** Provided data follows **

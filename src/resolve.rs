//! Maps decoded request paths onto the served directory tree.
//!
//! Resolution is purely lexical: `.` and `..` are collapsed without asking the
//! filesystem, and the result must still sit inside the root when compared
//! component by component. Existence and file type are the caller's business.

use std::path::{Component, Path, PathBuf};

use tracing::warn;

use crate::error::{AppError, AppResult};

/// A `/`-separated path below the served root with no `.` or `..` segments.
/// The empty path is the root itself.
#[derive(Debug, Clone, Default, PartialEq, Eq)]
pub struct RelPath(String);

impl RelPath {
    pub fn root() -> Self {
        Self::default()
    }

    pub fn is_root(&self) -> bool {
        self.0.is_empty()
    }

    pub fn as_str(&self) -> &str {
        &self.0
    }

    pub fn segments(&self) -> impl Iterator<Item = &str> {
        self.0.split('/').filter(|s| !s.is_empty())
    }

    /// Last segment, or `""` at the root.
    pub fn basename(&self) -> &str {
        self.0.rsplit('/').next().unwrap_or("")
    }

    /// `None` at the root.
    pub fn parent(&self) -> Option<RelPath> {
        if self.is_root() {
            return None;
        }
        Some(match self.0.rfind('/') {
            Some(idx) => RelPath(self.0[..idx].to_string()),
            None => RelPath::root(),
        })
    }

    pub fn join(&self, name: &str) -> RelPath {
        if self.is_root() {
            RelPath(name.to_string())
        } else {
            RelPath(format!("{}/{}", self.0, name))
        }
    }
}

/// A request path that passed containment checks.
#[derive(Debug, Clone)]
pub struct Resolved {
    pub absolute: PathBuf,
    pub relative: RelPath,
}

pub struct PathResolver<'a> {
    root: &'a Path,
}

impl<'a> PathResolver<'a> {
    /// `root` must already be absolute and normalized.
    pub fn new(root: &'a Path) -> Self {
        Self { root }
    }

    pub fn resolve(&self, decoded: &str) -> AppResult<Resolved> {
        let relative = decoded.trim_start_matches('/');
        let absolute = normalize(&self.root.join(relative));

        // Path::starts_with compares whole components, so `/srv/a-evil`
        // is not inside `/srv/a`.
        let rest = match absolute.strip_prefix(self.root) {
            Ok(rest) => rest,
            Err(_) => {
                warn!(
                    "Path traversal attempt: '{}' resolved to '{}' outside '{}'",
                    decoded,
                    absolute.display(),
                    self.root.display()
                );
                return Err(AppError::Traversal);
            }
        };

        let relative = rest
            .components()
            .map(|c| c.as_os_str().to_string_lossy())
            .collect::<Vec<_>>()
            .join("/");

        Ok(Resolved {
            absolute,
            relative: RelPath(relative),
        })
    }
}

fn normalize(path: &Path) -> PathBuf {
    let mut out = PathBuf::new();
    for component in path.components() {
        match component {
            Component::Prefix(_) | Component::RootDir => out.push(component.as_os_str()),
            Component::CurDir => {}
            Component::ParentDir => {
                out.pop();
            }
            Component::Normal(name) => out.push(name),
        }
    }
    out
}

** End of Provided data **
** Provided data follows **

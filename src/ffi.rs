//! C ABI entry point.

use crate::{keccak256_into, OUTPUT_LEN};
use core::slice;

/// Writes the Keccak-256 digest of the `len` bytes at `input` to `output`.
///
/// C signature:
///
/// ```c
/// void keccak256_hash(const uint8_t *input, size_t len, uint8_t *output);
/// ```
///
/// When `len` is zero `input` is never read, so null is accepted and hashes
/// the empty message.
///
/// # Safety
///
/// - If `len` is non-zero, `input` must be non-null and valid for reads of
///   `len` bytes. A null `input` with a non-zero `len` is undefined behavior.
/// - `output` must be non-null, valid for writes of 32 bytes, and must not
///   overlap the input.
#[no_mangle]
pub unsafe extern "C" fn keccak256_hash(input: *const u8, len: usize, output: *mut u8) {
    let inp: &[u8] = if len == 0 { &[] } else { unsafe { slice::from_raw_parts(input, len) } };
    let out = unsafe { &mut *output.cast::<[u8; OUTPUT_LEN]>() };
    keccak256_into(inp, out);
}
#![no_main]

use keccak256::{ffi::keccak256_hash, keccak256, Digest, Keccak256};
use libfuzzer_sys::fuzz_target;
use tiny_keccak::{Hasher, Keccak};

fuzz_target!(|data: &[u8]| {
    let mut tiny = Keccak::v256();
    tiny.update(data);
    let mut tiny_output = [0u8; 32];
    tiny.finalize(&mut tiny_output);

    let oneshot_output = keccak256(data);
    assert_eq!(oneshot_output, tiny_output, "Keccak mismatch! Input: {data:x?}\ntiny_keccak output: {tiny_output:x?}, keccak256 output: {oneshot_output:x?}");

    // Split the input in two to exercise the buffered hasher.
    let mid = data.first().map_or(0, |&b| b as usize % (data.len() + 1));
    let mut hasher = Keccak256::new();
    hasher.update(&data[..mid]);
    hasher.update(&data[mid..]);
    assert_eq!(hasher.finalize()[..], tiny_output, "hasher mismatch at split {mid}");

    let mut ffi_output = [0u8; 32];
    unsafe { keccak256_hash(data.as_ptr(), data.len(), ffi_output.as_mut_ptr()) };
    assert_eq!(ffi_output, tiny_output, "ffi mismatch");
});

** End of Provided data **
** Provided data follows **

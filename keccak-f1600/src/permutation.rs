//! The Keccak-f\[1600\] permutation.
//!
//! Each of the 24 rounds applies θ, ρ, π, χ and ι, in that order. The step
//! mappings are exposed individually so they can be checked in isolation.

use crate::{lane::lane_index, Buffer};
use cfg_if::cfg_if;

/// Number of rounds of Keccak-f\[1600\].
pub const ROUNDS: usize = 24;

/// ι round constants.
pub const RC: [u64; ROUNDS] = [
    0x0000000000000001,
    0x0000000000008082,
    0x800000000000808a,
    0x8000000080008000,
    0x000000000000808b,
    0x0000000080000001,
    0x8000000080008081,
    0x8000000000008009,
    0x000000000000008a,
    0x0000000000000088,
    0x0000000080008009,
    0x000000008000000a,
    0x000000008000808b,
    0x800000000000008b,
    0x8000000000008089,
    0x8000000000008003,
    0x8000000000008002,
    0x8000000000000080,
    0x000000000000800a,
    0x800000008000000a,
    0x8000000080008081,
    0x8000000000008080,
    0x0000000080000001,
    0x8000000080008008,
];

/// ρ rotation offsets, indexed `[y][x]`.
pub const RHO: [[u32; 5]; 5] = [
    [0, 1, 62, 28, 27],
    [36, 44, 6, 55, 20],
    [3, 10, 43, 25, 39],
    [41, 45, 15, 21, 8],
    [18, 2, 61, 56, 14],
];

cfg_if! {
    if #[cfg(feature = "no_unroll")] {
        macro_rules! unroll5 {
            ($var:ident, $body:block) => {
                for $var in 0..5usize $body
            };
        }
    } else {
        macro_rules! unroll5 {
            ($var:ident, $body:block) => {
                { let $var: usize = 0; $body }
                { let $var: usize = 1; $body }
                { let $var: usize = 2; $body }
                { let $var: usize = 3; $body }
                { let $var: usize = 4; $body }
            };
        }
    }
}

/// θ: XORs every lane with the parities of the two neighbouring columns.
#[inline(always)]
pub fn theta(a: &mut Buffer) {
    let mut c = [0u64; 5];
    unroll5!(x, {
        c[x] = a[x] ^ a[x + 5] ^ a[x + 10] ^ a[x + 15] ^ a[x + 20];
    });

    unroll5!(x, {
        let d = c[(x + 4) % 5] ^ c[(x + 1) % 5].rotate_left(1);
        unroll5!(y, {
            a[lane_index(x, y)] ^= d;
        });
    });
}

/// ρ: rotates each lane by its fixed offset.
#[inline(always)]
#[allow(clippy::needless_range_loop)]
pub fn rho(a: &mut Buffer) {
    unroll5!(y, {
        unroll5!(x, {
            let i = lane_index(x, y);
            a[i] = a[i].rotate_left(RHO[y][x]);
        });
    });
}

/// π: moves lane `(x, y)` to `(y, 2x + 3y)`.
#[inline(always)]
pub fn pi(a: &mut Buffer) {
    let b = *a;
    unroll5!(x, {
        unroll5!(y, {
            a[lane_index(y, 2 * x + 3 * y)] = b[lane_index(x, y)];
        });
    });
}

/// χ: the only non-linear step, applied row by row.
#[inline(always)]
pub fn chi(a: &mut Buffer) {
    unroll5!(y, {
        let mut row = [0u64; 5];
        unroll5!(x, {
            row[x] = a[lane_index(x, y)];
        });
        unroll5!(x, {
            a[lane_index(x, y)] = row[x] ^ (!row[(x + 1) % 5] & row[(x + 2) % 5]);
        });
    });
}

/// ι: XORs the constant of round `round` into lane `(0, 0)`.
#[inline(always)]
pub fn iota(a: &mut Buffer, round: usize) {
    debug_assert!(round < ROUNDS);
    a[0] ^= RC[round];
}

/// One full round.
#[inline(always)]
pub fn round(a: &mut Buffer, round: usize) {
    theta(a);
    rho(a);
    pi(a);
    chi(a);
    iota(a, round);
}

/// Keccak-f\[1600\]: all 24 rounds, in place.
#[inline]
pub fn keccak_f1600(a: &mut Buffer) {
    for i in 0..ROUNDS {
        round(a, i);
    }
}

** End of Provided data **

◆ Required work
The line above containing "filename src/resolve.rs", the line containing "pub fn root()", and every line between them are to be transcribed exactly; no other line is wanted.

◆ Expected answer
filename src/resolve.rs
//! Maps decoded request paths onto the served directory tree.
//!
//! Resolution is purely lexical: `.` and `..` are collapsed without asking the
//! filesystem, and the result must still sit inside the root when compared
//! component by component. Existence and file type are the caller's business.

use std::path::{Component, Path, PathBuf};

use tracing::warn;

use crate::error::{AppError, AppResult};

/// A `/`-separated path below the served root with no `.` or `..` segments.
/// The empty path is the root itself.
#[derive(Debug, Clone, Default, PartialEq, Eq)]
pub struct RelPath(String);

impl RelPath {
    pub fn root() -> Self {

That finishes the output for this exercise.